As far as final integration, I think there are a number of ways to do it but 
its really
unrelated to making progress here. One suggestion might be to split 
queryparser/ module
like analyzers/ so we have:
* classic/ [including things based on it: complexPhrase, ext, analyzing]
* flexible/ [including precedence which is based on it]
* xml/
* json/

This could probably make things less confusing, as currently queryparser/ is a 
mix of
different frameworks with different dependencies (e.g. xml depends on queries/ 
and sandbox/,
but the others dont, and json will depend on jackson and maybe other stuff, 
etc, etc).

And then finally, probably a followup issue to do solr integration (i'm more 
fuzzy on that).

                
> Make all query classes serializable with Jackson, and provide a trivial query 
> parser to consume them
> ----------------------------------------------------------------------------------------------------
>
>                 Key: LUCENE-4012
>                 URL: https://issues.apache.org/jira/browse/LUCENE-4012
>             Project: Lucene - Java
>          Issue Type: New Feature
>          Components: core/queryparser
>    Affects Versions: 4.0
>            Reporter: Benson Margulies
>         Attachments: bq.patch
>
>
> I started off on LUCENE-4004 wanting to use DisjunctionMaxQuery via a parser. 
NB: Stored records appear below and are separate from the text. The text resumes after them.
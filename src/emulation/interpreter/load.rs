//! Load handlers: constants, arguments, locals and array elements.

use crate::{
    assembly::{opcodes, Immediate, Instruction, Operand},
    emulation::{
        interpreter::{invalid_operand, StepResult},
        EmValue, EmulationError, ExecutionContext, HeapRef,
    },
};

/// `ldc.i4` (all encodings), `ldc.i8`, `ldc.r4`, `ldc.r8`
pub(super) fn constant(
    ctx: &mut ExecutionContext,
    instruction: &Instruction,
) -> Result<StepResult, EmulationError> {
    let value = if let Some(value) = instruction.ldc_i4_value() {
        EmValue::I32(value)
    } else {
        match (instruction.opcode, &instruction.operand) {
            (opcodes::LDC_I8, Operand::Immediate(Immediate::Int64(v))) => EmValue::I64(*v),
            (opcodes::LDC_R4, Operand::Immediate(Immediate::Float32(v))) => EmValue::F32(*v),
            (opcodes::LDC_R8, Operand::Immediate(Immediate::Float64(v))) => EmValue::F64(*v),
            _ => return Err(invalid_operand(instruction, "numeric literal")),
        }
    };
    ctx.push(value);
    Ok(StepResult::Continue)
}

/// `ldarg` (all forms)
pub(super) fn argument(
    ctx: &mut ExecutionContext,
    instruction: &Instruction,
) -> Result<StepResult, EmulationError> {
    let index = instruction
        .arg_load_index()
        .ok_or_else(|| invalid_operand(instruction, "argument index"))?;
    let value = ctx.arg(index)?;
    ctx.push(value);
    Ok(StepResult::Continue)
}

/// `ldloc` (all forms)
pub(super) fn local(
    ctx: &mut ExecutionContext,
    instruction: &Instruction,
) -> Result<StepResult, EmulationError> {
    let index = instruction
        .local_load_index()
        .ok_or_else(|| invalid_operand(instruction, "local index"))?;
    let value = ctx.local(index)?;
    ctx.push(value);
    Ok(StepResult::Continue)
}

/// `ldelem.u4`
pub(super) fn array_element(ctx: &mut ExecutionContext) -> Result<StepResult, EmulationError> {
    let index = ctx.pop()?;
    let array = ctx.pop()?;

    let array = array_ref(&array, "ldelem.u4")?;
    let elements = ctx.array(array)?;
    let slot = element_slot(&index, elements.len(), "ldelem.u4")?;

    // uint32 element; the stack keeps its bit pattern as int32
    let value = EmValue::I32(elements[slot]);
    ctx.push(value);
    Ok(StepResult::Continue)
}

pub(super) fn array_ref(
    value: &EmValue,
    operation: &'static str,
) -> Result<HeapRef, EmulationError> {
    value.as_array_ref().ok_or(EmulationError::TypeMismatch {
        operation,
        expected: "ArrayRef",
        found: value.type_name(),
    })
}

pub(super) fn element_slot(
    index: &EmValue,
    length: usize,
    operation: &'static str,
) -> Result<usize, EmulationError> {
    let index = match index {
        EmValue::I32(v) => i64::from(*v),
        EmValue::I64(v) => *v,
        other => {
            return Err(EmulationError::TypeMismatch {
                operation,
                expected: "I32",
                found: other.type_name(),
            })
        }
    };
    usize::try_from(index)
        .ok()
        .filter(|&slot| slot < length)
        .ok_or(EmulationError::ArrayIndexOutOfRange { index, length })
}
> However, this wasn't really because I thought that human beans should be 
> improvisationally  composing such thing. My real goal was to concoct a query 
> tree over *here*, and then serialize it to send to Solr over *there*. 
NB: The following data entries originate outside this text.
//! Bitwise handlers: `and`, `xor`, `not`, `shl`, `shr`, `shr.un`.
//!
//! Integer kinds only. Shift amounts are masked to the width of the shifted value.

use crate::emulation::{interpreter::StepResult, EmValue, EmulationError, ExecutionContext};

/// Two-operand bitwise opcodes
#[derive(Debug, Clone, Copy, PartialEq, Eq)]
pub(super) enum BitwiseOp {
    And,
    Xor,
}

/// Shift opcodes
#[derive(Debug, Clone, Copy, PartialEq, Eq)]
pub(super) enum ShiftOp {
    Shl,
    Shr,
    ShrUn,
}

impl BitwiseOp {
    fn mnemonic(self) -> &'static str {
        match self {
            BitwiseOp::And => "and",
            BitwiseOp::Xor => "xor",
        }
    }
}

impl ShiftOp {
    fn mnemonic(self) -> &'static str {
        match self {
            ShiftOp::Shl => "shl",
            ShiftOp::Shr => "shr",
            ShiftOp::ShrUn => "shr.un",
        }
    }
}

/// Pops `rhs` then `lhs`, pushes `lhs op rhs`
pub(super) fn binary(
    ctx: &mut ExecutionContext,
    op: BitwiseOp,
) -> Result<StepResult, EmulationError> {
    let rhs = ctx.pop()?;
    let lhs = ctx.pop()?;
    let value = match (lhs, rhs) {
        (EmValue::I32(a), EmValue::I32(b)) => EmValue::I32(match op {
            BitwiseOp::And => a & b,
            BitwiseOp::Xor => a ^ b,
        }),
        (EmValue::I64(a), EmValue::I64(b)) => EmValue::I64(match op {
            BitwiseOp::And => a & b,
            BitwiseOp::Xor => a ^ b,
        }),
        (lhs, rhs) => {
            return Err(EmulationError::TypeMismatch {
                operation: op.mnemonic(),
                expected: if lhs.same_kind(&rhs) {
                    "I32 or I64"
                } else {
                    lhs.type_name()
                },
                found: rhs.type_name(),
            })
        }
    };
    ctx.push(value);
    Ok(StepResult::Continue)
}

/// Pops the shift amount then the value, pushes the shifted value
#[allow(clippy::cast_sign_loss, clippy::cast_possible_wrap)]
pub(super) fn shift(ctx: &mut ExecutionContext, op: ShiftOp) -> Result<StepResult, EmulationError> {
    let amount = ctx.pop()?;
    let value = ctx.pop()?;

    let EmValue::I32(amount) = amount else {
        return Err(EmulationError::TypeMismatch {
            operation: op.mnemonic(),
            expected: "I32",
            found: amount.type_name(),
        });
    };
    // wrapping_* masks the amount to the value's bit width
    let amount = amount as u32;

    let result = match value {
        EmValue::I32(v) => EmValue::I32(match op {
            ShiftOp::Shl => v.wrapping_shl(amount),
            ShiftOp::Shr => v.wrapping_shr(amount),
            ShiftOp::ShrUn => (v as u32).wrapping_shr(amount) as i32,
        }),
        EmValue::I64(v) => EmValue::I64(match op {
            ShiftOp::Shl => v.wrapping_shl(amount),
            ShiftOp::Shr => v.wrapping_shr(amount),
            ShiftOp::ShrUn => (v as u64).wrapping_shr(amount) as i64,
        }),
        other => {
            return Err(EmulationError::TypeMismatch {
                operation: op.mnemonic(),
                expected: "I32 or I64",
                found: other.type_name(),
            })
        }
    };
    ctx.push(result);
    Ok(StepResult::Continue)
}

/// `not`
pub(super) fn not(ctx: &mut ExecutionContext) -> Result<StepResult, EmulationError> {
    let value = match ctx.pop()? {
        EmValue::I32(v) => EmValue::I32(!v),
        EmValue::I64(v) => EmValue::I64(!v),
        other => {
            return Err(EmulationError::TypeMismatch {
                operation: "not",
                expected: "I32 or I64",
                found: other.type_name(),
            })
        }
    };
    ctx.push(value);
    Ok(StepResult::Continue)
}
> It occurs to me that if the Xml parser is pretty good for this, JSON would be 
> better. It further occurs to me that the query classes may already all work 
> with Jackson, and, if they don't, the required tweaks will be quite small. By 
> allowing Jackson to write out class names as needed, you get the ability to 
> serialize *any* query, so long as the other side has the classes in class 
> path. A trifle verbose, but not as verbose as XML, and furthermore squishable 
> (though not in a URL) via SMILE or BSON.
> So, the goal of this JIRA is to accumulate tweaks to the query classes to 
> make them more 'bean pattern'. An alternative would be Jackson annotations. 
> However, I suspect that folks would be happier to minimize the level of 
> coupling here; in the extreme, the trivial parser could live in contrib if no 
> one wants a dependency, even optional, on Jackson itself.